■ **EXERCISE**
Lines below starting with the line with "pub enum OnError" and going on through the line with "handle if wired;" must be output exactly; the rest of the records must be left out.

━━ AVAILABLE RECORDS

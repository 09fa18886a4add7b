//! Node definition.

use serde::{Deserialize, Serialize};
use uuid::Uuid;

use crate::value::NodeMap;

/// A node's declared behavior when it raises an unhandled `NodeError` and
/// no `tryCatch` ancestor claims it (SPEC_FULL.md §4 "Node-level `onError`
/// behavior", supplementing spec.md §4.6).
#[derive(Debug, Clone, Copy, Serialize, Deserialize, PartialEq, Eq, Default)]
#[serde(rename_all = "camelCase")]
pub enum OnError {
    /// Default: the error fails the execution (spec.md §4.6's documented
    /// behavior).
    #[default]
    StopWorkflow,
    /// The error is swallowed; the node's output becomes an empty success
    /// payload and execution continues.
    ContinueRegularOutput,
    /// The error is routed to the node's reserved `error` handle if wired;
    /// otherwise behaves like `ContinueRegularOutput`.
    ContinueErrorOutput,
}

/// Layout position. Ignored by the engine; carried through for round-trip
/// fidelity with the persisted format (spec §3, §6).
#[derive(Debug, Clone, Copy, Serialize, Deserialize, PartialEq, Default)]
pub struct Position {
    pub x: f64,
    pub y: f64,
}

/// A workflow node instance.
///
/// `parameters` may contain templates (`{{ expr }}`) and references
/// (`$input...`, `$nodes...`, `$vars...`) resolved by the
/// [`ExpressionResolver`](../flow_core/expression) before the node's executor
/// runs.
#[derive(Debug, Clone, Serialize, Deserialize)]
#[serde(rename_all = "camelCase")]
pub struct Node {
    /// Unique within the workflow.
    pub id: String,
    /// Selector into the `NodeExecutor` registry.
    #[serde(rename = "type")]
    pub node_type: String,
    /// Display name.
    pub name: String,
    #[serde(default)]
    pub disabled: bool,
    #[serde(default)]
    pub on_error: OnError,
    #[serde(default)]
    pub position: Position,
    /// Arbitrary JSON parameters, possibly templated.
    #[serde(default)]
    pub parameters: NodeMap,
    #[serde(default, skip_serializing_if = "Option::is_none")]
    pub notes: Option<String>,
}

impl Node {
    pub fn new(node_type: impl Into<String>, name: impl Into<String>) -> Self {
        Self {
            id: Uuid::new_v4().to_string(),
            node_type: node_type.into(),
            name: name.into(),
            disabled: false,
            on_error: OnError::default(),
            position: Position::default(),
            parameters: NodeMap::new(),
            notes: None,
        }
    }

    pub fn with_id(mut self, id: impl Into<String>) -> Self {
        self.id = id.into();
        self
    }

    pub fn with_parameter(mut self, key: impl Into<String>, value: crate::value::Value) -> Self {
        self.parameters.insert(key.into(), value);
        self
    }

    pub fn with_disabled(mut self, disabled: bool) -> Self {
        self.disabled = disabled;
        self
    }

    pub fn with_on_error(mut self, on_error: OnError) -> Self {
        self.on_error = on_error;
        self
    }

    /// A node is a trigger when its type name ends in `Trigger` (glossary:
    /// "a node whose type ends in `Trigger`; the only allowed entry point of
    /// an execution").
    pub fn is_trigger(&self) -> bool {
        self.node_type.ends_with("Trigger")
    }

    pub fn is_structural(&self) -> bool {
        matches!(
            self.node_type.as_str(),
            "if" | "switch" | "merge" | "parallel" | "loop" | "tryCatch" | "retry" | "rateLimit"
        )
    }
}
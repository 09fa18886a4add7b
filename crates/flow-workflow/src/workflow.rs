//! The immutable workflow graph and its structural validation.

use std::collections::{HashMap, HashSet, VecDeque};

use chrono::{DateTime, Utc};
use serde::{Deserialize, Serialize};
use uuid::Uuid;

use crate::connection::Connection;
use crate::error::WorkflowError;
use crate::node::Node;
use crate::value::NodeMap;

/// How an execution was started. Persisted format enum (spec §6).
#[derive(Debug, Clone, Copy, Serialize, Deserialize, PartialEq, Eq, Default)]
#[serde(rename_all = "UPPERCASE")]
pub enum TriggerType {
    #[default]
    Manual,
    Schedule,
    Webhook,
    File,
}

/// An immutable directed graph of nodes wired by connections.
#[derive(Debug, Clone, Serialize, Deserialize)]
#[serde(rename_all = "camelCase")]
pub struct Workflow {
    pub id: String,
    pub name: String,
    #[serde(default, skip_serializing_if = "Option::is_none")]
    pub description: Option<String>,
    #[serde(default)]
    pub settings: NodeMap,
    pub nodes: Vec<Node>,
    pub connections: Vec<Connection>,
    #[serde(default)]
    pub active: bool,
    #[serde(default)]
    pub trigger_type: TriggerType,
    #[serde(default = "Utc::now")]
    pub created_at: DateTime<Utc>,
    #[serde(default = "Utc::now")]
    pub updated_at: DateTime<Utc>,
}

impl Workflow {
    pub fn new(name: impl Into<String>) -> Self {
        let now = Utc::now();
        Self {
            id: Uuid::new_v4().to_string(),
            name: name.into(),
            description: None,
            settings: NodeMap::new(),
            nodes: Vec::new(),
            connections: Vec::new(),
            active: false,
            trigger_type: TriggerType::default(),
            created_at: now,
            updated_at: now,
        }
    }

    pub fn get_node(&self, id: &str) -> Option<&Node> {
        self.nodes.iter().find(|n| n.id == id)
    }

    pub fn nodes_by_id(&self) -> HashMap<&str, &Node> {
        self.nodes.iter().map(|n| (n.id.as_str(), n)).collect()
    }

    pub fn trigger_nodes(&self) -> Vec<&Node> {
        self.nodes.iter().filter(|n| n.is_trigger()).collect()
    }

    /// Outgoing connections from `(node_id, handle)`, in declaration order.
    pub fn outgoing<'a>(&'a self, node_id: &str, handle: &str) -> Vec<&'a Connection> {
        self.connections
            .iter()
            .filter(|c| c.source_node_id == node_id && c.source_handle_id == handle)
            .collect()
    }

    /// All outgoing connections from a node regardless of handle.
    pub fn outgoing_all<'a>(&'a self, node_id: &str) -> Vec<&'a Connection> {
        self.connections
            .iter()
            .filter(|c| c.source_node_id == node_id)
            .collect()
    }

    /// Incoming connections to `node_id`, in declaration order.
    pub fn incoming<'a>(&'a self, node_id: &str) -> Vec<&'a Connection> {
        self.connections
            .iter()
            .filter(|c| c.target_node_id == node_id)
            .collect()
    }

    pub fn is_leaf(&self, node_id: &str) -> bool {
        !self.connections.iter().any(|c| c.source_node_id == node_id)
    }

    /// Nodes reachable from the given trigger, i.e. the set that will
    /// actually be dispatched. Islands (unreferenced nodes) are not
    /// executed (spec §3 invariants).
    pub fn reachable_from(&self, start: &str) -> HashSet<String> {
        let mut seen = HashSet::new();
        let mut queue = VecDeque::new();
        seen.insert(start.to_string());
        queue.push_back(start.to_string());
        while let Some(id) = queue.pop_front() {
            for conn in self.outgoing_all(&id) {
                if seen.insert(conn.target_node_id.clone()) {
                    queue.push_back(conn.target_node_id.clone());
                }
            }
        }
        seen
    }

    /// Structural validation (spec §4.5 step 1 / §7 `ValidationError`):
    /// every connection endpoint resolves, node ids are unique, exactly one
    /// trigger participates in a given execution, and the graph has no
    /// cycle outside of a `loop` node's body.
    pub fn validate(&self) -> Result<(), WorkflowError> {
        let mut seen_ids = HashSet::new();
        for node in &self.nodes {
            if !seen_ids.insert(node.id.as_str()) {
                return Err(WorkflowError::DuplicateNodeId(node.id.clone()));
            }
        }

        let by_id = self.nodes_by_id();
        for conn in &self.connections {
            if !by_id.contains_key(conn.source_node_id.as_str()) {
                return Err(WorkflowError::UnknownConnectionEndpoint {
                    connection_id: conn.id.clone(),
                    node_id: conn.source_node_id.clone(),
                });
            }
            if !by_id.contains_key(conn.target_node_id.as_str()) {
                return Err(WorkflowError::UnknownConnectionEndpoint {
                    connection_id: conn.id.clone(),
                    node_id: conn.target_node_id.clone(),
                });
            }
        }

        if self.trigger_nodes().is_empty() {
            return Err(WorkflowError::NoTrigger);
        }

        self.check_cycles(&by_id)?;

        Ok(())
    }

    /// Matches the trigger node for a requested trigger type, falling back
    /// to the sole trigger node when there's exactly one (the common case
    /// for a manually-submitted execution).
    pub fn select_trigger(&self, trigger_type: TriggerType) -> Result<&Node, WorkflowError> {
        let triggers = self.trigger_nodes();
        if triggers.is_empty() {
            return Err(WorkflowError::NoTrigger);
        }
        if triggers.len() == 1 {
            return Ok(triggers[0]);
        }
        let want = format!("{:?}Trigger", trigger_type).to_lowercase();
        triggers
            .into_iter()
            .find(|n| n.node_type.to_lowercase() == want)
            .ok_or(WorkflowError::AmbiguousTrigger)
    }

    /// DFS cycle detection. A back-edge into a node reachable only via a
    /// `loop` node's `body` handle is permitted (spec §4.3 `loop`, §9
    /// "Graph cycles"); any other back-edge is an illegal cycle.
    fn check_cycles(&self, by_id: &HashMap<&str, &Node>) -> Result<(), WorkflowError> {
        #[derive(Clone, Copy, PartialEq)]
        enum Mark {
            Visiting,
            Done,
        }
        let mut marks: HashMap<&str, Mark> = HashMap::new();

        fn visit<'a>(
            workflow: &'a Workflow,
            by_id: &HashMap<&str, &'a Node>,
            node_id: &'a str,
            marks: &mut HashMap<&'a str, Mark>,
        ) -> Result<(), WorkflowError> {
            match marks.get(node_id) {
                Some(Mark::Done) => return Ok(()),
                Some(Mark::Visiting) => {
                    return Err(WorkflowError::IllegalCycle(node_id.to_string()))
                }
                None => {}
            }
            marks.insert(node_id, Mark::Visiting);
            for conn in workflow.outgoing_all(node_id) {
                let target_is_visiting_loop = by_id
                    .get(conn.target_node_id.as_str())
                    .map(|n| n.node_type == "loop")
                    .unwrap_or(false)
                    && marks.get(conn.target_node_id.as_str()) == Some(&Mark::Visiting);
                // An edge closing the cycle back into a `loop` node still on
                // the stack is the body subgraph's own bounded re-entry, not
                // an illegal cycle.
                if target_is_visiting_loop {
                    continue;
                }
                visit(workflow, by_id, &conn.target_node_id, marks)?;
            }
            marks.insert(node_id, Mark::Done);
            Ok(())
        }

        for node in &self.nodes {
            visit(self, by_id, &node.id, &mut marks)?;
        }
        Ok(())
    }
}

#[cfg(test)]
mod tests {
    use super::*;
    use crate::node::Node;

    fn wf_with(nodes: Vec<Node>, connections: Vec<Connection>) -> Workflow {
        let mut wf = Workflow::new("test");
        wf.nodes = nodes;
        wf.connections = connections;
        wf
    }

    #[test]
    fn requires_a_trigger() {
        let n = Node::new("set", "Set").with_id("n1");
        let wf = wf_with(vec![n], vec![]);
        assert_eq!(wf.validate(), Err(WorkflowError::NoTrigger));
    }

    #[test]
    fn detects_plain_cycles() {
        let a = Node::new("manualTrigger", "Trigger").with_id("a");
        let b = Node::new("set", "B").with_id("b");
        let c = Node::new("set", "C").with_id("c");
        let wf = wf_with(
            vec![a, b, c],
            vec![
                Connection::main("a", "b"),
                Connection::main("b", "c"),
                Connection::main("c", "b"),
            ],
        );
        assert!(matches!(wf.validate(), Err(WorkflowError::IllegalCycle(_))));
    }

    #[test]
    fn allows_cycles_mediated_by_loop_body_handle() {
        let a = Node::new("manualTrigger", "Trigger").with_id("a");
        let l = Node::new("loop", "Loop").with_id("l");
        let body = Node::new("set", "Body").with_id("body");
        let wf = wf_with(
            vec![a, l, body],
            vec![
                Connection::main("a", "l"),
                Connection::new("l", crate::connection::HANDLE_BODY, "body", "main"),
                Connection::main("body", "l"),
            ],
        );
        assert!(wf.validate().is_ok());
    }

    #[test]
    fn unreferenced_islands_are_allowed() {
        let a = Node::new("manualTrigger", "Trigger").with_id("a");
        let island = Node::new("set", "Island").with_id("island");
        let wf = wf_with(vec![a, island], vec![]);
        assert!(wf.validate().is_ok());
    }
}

━━━━
━━ AVAILABLE RECORDS

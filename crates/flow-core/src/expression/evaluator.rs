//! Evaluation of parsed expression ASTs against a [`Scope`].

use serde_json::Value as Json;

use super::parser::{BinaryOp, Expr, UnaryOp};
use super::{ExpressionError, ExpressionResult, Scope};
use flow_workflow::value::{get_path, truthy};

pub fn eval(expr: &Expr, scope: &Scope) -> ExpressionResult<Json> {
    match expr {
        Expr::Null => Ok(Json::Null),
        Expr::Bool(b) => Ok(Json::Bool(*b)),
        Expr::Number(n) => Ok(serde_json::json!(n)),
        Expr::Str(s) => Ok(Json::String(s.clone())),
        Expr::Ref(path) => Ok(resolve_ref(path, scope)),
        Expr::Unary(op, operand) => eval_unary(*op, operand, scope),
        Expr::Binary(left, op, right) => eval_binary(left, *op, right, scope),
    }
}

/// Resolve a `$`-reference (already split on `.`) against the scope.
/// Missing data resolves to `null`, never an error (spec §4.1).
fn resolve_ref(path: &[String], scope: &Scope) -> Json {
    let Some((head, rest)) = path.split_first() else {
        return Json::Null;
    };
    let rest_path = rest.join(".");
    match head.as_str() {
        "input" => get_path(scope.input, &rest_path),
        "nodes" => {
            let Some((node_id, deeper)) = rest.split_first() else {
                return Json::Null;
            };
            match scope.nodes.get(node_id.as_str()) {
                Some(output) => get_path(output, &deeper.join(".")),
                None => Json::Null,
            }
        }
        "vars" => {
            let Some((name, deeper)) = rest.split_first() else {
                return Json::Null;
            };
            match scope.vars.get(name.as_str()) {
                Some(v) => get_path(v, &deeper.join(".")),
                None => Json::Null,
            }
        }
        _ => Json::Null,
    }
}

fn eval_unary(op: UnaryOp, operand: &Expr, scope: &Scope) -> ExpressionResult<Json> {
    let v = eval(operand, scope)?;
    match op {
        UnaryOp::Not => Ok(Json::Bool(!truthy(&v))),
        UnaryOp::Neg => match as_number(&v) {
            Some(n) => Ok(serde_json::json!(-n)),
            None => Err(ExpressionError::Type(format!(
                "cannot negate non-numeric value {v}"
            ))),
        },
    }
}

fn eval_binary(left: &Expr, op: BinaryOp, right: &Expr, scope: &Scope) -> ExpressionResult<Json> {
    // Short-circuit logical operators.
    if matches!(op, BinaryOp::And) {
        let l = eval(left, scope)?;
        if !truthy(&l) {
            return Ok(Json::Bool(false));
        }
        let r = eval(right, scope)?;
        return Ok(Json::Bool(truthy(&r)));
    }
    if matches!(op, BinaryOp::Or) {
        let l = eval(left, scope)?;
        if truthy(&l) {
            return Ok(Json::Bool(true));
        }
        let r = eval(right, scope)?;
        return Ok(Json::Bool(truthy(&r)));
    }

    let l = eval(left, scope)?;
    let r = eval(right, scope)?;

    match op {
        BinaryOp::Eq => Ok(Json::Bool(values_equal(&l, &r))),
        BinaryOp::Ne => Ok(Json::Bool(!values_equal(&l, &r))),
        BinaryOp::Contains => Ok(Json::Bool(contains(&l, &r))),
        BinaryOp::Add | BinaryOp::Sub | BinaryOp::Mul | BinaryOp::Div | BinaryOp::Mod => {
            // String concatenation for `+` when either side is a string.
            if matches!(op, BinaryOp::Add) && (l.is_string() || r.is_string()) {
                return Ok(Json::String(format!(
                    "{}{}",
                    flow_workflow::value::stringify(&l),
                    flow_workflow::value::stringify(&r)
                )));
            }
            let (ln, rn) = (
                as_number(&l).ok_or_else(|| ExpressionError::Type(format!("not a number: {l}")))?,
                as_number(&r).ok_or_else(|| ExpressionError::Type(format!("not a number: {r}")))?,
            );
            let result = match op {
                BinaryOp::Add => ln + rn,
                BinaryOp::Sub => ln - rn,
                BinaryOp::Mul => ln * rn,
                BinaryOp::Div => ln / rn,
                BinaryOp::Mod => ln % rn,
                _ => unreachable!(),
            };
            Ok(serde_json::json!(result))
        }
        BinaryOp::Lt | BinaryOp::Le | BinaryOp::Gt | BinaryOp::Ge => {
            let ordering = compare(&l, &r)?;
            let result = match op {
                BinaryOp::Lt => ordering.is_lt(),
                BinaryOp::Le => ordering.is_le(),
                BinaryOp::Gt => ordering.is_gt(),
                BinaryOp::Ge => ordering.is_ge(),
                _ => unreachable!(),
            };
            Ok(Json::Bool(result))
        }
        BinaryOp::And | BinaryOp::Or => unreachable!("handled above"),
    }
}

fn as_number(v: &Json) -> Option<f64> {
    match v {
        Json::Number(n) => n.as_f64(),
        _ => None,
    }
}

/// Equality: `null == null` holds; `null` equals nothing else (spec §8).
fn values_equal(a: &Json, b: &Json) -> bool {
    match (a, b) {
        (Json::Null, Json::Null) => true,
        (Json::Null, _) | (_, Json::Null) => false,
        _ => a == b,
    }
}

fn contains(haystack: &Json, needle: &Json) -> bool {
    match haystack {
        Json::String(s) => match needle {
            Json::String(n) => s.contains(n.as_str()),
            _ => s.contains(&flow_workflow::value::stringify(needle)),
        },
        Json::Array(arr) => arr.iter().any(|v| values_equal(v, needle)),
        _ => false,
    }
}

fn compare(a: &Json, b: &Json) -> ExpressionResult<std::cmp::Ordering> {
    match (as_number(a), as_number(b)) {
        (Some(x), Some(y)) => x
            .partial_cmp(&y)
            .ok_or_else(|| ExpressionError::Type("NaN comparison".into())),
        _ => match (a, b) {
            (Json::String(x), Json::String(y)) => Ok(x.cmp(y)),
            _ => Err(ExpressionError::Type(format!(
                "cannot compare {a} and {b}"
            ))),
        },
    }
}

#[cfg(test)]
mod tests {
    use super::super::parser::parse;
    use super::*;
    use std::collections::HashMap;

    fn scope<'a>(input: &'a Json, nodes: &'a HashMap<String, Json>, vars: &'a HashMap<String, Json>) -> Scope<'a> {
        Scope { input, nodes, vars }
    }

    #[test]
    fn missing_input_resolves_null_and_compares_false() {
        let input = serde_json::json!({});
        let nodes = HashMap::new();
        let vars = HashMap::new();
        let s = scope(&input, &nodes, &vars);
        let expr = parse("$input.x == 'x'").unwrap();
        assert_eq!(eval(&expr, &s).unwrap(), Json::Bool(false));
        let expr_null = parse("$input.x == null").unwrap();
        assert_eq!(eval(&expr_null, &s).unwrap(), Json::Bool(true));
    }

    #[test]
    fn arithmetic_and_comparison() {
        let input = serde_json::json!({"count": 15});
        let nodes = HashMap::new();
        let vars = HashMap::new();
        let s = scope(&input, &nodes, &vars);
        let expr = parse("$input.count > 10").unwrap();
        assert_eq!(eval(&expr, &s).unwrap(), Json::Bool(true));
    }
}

━━━━
━━ AVAILABLE RECORDS

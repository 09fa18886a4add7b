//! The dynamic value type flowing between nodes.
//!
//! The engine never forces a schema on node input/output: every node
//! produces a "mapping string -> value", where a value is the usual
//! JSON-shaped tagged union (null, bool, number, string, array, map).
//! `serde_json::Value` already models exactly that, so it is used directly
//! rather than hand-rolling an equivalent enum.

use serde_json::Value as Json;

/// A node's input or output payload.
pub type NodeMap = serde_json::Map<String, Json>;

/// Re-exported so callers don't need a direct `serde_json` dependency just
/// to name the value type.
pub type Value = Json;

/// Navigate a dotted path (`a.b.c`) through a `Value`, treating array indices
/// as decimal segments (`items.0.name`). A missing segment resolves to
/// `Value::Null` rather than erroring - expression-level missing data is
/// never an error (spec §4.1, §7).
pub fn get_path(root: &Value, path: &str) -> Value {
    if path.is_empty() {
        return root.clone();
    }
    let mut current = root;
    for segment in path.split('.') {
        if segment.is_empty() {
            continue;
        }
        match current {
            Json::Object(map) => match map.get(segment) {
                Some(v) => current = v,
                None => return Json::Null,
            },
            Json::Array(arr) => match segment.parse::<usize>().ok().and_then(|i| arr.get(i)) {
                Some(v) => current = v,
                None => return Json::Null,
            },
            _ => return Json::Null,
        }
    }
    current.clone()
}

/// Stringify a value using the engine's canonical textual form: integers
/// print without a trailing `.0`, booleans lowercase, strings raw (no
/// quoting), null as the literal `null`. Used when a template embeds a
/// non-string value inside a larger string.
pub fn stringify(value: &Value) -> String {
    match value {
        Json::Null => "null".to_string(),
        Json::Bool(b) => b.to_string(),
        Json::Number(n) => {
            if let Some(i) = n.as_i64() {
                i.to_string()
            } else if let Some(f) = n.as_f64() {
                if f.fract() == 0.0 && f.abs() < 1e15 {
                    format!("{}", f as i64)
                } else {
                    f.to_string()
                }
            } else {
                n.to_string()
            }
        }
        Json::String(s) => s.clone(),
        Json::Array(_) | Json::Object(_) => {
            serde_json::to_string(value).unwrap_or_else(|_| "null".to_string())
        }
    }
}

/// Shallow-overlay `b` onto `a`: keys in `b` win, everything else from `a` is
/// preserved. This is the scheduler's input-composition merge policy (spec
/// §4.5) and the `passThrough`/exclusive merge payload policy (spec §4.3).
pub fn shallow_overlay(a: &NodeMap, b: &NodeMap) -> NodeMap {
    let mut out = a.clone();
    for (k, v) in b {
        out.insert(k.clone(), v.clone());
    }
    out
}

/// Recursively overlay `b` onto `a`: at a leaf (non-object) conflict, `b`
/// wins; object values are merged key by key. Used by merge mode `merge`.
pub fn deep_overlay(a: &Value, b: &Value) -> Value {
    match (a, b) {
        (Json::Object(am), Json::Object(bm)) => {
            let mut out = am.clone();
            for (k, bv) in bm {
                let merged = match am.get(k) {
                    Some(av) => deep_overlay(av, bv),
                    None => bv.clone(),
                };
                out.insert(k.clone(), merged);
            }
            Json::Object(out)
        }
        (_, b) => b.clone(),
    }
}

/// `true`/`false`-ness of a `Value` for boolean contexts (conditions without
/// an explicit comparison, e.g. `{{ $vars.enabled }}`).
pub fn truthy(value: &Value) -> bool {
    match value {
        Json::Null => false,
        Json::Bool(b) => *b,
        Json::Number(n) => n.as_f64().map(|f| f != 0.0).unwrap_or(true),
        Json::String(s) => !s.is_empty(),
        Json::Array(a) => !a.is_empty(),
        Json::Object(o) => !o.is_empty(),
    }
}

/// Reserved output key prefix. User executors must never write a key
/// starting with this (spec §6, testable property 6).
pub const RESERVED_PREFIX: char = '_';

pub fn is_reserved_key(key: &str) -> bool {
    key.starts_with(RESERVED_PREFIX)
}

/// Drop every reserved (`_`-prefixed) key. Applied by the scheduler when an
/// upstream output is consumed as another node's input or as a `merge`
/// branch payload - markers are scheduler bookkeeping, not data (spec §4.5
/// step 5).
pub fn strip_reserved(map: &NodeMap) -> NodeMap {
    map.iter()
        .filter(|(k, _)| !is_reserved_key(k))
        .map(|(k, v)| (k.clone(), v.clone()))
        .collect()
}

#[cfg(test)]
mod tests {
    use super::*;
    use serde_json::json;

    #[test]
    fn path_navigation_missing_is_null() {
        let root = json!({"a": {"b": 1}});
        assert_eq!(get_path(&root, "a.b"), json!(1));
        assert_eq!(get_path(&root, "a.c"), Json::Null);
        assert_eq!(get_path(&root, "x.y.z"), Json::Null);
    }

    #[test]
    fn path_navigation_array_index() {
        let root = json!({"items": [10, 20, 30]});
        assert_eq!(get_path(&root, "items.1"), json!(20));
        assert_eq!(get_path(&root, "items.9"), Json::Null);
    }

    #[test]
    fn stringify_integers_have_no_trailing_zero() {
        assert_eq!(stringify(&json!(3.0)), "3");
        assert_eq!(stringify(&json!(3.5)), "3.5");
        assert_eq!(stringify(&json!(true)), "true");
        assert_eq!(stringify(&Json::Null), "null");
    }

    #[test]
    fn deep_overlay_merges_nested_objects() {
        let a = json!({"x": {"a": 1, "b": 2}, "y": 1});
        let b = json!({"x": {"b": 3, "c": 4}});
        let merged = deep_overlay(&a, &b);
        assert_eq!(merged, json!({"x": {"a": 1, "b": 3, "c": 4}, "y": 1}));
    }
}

━━━━

■ **ANSWER SPACE**
pub enum OnError {
    /// Default: the error fails the execution (spec.md §4.6's documented
    /// behavior).
    #[default]
    StopWorkflow,
    /// The error is swallowed; the node's output becomes an empty success
    /// payload and execution continues.
    ContinueRegularOutput,
    /// The error is routed to the node's reserved `error` handle if wired;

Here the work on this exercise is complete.